Get started with monitoring Redis Software

Collect and visualize Redis Software metrics.

You can use Prometheus and compatible integrations to collect and visualize your Redis Software metrics.

Metrics are exposed at the cluster, node, database, shard, and proxy levels.

Prometheus is an open source systems monitoring and alerting toolkit that aggregates metrics from different sources.

You can use Prometheus integrations to:

Collect and display metrics not available in the Cluster Manager UI
Set up automatic alerts for all resources
Display Redis Software metrics alongside data from other systems

Prometheus integrations

You can integrate Redis Software with Prometheus and one of the following tools to collect and visualize your deployment's metrics:

Best practices for monitoring

Follow these best practices when monitoring your Redis Software cluster using the metrics stream engine.

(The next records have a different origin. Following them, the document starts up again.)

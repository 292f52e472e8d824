//! Feedback decoder.
//!
//! The motion controller sends one byte per sample over the UART.  Only
//! the low nibble is significant: one confirmation bit per actuator.
//!
//! ```text
//!   LsbFirst (default)        MsbFirst (legacy controller firmware)
//!   bit 0  tool changer       bit 3  tool changer
//!   bit 1  lower vacuum       bit 2  lower vacuum
//!   bit 2  cylinder           bit 1  cylinder
//!   bit 3  upper vacuum       bit 0  upper vacuum
//! ```
//!
//! Bits 4–7 are ignored.  Decoding is a pure function of the byte and
//! never touches the registry.

use serde::{Deserialize, Serialize};

use crate::fsm::ActuatorId;

/// Mask of the bits that carry confirmation data.
pub const FEEDBACK_MASK: u8 = 0b0000_1111;

/// Position of each actuator's bit inside the feedback nibble.
#[derive(Debug, Clone, Copy, PartialEq, Eq, Default, Serialize, Deserialize)]
#[serde(rename_all = "snake_case")]
pub enum BitOrder {
    #[default]
    LsbFirst,
    MsbFirst,
}

impl BitOrder {
    /// Bit index carrying `id`'s confirmation.
    pub const fn bit(self, id: ActuatorId) -> u8 {
        match self {
            Self::LsbFirst => id as u8,
            Self::MsbFirst => (ActuatorId::COUNT as u8 - 1) - id as u8,
        }
    }
}

/// One decoded status word.
#[derive(Debug, Clone, Copy, PartialEq, Eq)]
pub struct FeedbackSample {
    raw: u8,
    confirmed: [bool; ActuatorId::COUNT],
}

impl FeedbackSample {
    /// `true` if the sensor reports `id` actuated / extended.
    pub fn is_confirmed(&self, id: ActuatorId) -> bool {
        self.confirmed[id.index()]
    }

    /// The byte as received, upper bits included.
    pub fn raw(&self) -> u8 {
        self.raw
    }
}

/// Stateless decoder configured with the controller's bit order.
#[derive(Debug, Clone, Copy, Default)]
pub struct FeedbackDecoder {
    order: BitOrder,
}

impl FeedbackDecoder {
    pub fn new(order: BitOrder) -> Self {
        Self { order }
    }

    pub fn order(&self) -> BitOrder {
        self.order
    }

    pub fn decode(&self, raw: u8) -> FeedbackSample {
        let confirmed = ActuatorId::ALL.map(|id| raw & (1 << self.order.bit(id)) != 0);
        FeedbackSample { raw, confirmed }
    }

    /// Build the byte a controller would send for the given bits.
    /// Used by the simulated rig and by tests.
    pub fn encode(&self, confirmed: [bool; ActuatorId::COUNT]) -> u8 {
        ActuatorId::ALL
            .iter()
            .filter(|id| confirmed[id.index()])
            .fold(0u8, |acc, id| acc | 1 << self.order.bit(*id))
    }
}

Monitor host-level metrics

For cluster health, resources, and node stability, monitor these metrics:

Group	Metric	Why monitor	Unit
CPU utilization	`node_cpu_user`, `node_cpu_system`	Detect CPU saturation from Redis or the OS that results in higher latency and queueing.	Seconds (counter)
Memory (freeable)	`node_memory_MemTotal_bytes`, `node_memory_MemFree_bytes`, `node_memory_Buffers_bytes`, `node_memory_Cached_bytes`	Detect memory pressure early. Low free memory or cache can precede swapping or out-of-memory errors.	Bytes (gauge)
Swap usage	`node_ephemeral_storage_free`	Monitor memory and disk pressure in your setup. Sustained pressure leads to latency spikes.	Bytes (gauge)
Network traffic	`node_ingress_bytes`, `node_egress_bytes`	Ensure the network interface is not saturated. Protects replication and client responsiveness.	Bytes (counter)
Disk space	`node_filesystem_avail_bytes`, `node_filesystem_size_bytes`	Prevent persistence and logging outages from low disk space.	Bytes (gauge)
Cluster state	`has_quorum{…}`	Monitor whether quorum is maintained (1) or lost (0).	Boolean
	`node_metrics_up`	Monitor whether the node is connected and reporting to the cluster.	Gauge
Licensing	`license_shards_limit`	Track shard capacity limits by type (RAM or flash).	Count
Certificates	`node_cert_expires_in_seconds`	Avoid downtime from expired node certificates.	Seconds (gauge)
Services – CPU	`namedprocess_namegroup_cpu_seconds_total`	Identify abnormal CPU usage by platform services that can starve Redis, such as `alert_mgr`, `redis_mgr`, `dmc_proxy`.	Seconds (counter)
Services – memory	`namedprocess_namegroup_memory_bytes`	Detect memory leaks or outliers in platform services, such as `alert_mgr`, `redis_mgr`, `dmc_proxy`.	Bytes (gauge)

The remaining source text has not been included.